*Exercise prompt*. Write down nothing except how many lines in the entries contain "records".

[Collected data]
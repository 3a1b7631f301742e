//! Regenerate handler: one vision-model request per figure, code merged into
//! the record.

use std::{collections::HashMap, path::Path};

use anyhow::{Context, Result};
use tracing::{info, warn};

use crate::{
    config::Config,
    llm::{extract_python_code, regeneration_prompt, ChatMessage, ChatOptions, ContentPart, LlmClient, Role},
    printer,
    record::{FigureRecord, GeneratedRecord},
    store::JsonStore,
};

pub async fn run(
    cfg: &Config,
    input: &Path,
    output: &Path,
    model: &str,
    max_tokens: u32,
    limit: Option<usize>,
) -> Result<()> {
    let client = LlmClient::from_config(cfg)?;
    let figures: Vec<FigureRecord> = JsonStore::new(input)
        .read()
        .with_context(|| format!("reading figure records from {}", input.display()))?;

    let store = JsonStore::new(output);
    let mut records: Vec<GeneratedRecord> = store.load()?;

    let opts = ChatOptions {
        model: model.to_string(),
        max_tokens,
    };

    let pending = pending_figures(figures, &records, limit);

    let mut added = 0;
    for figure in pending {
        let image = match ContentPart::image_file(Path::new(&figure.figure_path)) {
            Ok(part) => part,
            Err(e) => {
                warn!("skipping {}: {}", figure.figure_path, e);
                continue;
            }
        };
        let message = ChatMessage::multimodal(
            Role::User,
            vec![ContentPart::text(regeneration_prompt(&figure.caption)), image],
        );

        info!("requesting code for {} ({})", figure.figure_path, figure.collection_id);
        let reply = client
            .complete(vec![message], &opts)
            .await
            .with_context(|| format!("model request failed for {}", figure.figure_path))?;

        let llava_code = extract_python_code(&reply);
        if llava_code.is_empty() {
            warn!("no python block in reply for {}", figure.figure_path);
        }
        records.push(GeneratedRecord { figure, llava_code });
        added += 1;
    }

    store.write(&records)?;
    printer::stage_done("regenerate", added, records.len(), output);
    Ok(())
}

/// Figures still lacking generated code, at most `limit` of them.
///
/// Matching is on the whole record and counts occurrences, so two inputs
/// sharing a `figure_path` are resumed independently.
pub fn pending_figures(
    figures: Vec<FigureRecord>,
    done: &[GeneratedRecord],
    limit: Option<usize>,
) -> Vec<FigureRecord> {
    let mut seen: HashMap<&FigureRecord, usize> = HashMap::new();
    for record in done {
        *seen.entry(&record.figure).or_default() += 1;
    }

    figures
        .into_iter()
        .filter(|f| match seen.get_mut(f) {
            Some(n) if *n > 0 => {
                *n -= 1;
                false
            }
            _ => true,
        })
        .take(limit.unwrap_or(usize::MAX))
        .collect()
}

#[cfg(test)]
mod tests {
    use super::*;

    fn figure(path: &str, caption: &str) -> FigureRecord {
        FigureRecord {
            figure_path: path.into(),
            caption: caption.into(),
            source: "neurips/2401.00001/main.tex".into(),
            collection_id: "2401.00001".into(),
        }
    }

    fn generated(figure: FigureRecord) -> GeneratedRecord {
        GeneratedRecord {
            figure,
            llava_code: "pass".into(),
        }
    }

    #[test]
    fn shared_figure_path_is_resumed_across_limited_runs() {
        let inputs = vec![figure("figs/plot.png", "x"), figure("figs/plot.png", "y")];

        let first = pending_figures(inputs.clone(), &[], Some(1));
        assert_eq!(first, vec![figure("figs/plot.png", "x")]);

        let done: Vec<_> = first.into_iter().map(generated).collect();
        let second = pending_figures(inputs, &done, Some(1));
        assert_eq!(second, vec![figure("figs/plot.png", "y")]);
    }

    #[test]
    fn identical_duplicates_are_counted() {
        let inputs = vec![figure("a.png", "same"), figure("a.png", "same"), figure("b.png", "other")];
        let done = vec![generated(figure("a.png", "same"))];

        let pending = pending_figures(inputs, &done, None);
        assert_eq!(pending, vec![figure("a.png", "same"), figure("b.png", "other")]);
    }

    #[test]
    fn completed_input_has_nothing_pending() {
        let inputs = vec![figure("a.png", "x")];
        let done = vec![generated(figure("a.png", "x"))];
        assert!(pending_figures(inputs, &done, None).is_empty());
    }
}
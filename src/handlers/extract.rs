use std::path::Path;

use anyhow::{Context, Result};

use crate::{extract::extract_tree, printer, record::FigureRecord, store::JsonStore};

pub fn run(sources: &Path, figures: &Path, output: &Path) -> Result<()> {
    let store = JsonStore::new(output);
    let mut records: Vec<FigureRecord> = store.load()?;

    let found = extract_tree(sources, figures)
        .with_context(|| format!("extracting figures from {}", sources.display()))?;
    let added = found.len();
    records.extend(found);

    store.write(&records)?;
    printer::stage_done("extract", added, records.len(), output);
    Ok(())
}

*Response to this task*. 10